I watched one the other day and it was horrid. Lazy, regurgitated, soul-and-life-less. And I couldn't care less about how cheap and how fast you blight the world with your artificially derived projectile regurgitation.
Here's a word for you. Look it up on your AI.
It was solipsistic: Important to you only because it's about you.
It was solipsistic: Important to you only because it's about you.
As I descend further and further into my dotage and decrepitude, I watch less and less TV. About six months ago, I finally gave up watching the TV game show Jeopardy! because it had turned to be too much about small talk and pop-culture, and too little about genuinely interesting information. After 15 years of watching it with some regularity, I gave it up cold tofu.
Even the Knicks, who seem decent this year, I find unwatchable. And as for football and baseball, I find the games excruciating and dull, the announcers worse, and the over-emphasis on stats deadening to my brain. Like it deadens the brains of the CTE-afflicted young men who concuss their lives for your gladiatorial benefit.

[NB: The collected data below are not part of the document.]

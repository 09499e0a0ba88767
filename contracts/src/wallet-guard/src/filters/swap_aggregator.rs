use alloy_primitives::{Address, U256};
use serde::{Deserialize, Serialize};
use tracing::debug;
use wallet_guard_types::{Call, TradeFacts, ETH_TOKEN};

use crate::decoder::{decode_multi_swap, SwapIntent};

/// Which swap legs must involve tradable tokens.
#[derive(Clone, Copy, Debug, Default, PartialEq, Eq, Serialize, Deserialize)]
#[serde(rename_all = "snake_case")]
pub enum TradableCheck {
    Off,
    /// Only the token the wallet receives.
    #[default]
    Destination,
    Both,
}

/// Guards the multi-route swap entry point of an aggregator.
///
/// Accepts exactly `multiSwap`: every adapter and venue on the route must be authorised, the
/// proceeds must go to the wallet (zero beneficiary or the wallet itself), tokens must pass the
/// configured tradability check and native value must match the sell side.
#[derive(Clone, Debug, Default, PartialEq, Eq, Serialize, Deserialize)]
pub struct SwapAggregatorFilter {
    #[serde(default)]
    pub tradable_check: TradableCheck,
}

impl SwapAggregatorFilter {
    pub fn new(tradable_check: TradableCheck) -> Self {
        Self { tradable_check }
    }

    pub fn validate(&self, facts: &dyn TradeFacts, wallet: Address, call: &Call) -> bool {
        let intent = match decode_multi_swap(&call.data) {
            Ok(intent) => intent,
            Err(err) => {
                debug!(to = %call.to, %err, "swap filter: rejected payload");
                return false;
            }
        };

        if !has_valid_beneficiary(wallet, intent.beneficiary) {
            debug!(beneficiary = %intent.beneficiary, "swap filter: third-party beneficiary");
            return false;
        }
        if !has_matching_value(&intent, call.value) {
            debug!(value = %call.value, "swap filter: native value does not match the sell side");
            return false;
        }
        if !self.has_tradable_tokens(facts, &intent) {
            debug!(from = %intent.from_token, to = %intent.to_token, "swap filter: token not tradable");
            return false;
        }
        if let Some(exchange) = intent.exchanges().find(|e| !facts.is_authorised_exchange(*e)) {
            debug!(%exchange, "swap filter: exchange not authorised");
            return false;
        }
        true
    }

    fn has_tradable_tokens(&self, facts: &dyn TradeFacts, intent: &SwapIntent) -> bool {
        let tradable = |token: Address| token == ETH_TOKEN || facts.is_tradable(token);
        match self.tradable_check {
            TradableCheck::Off => true,
            TradableCheck::Destination => tradable(intent.to_token),
            TradableCheck::Both => tradable(intent.from_token) && tradable(intent.to_token),
        }
    }
}

fn has_valid_beneficiary(wallet: Address, beneficiary: Address) -> bool {
    beneficiary == Address::ZERO || beneficiary == wallet
}

fn has_matching_value(intent: &SwapIntent, value: U256) -> bool {
    if intent.from_token == ETH_TOKEN {
        value == intent.from_amount
    } else {
        value == U256::ZERO
    }
}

What's more, on my Mac, I've installed every privacy adjunct known to the Chinese government and our surveillance capitalist state. I get dumb promoted posts, usually featuring a big-bosomed woman chopping onions, but seldom a bona-fide ad, as if there is such a thing as a bona-fide ad anymore.
In short, I seldom see anything of interest from the world of advertising unless it comes from someone in the world of advertising and therefore, somehow, gets through my defenses and reaches me.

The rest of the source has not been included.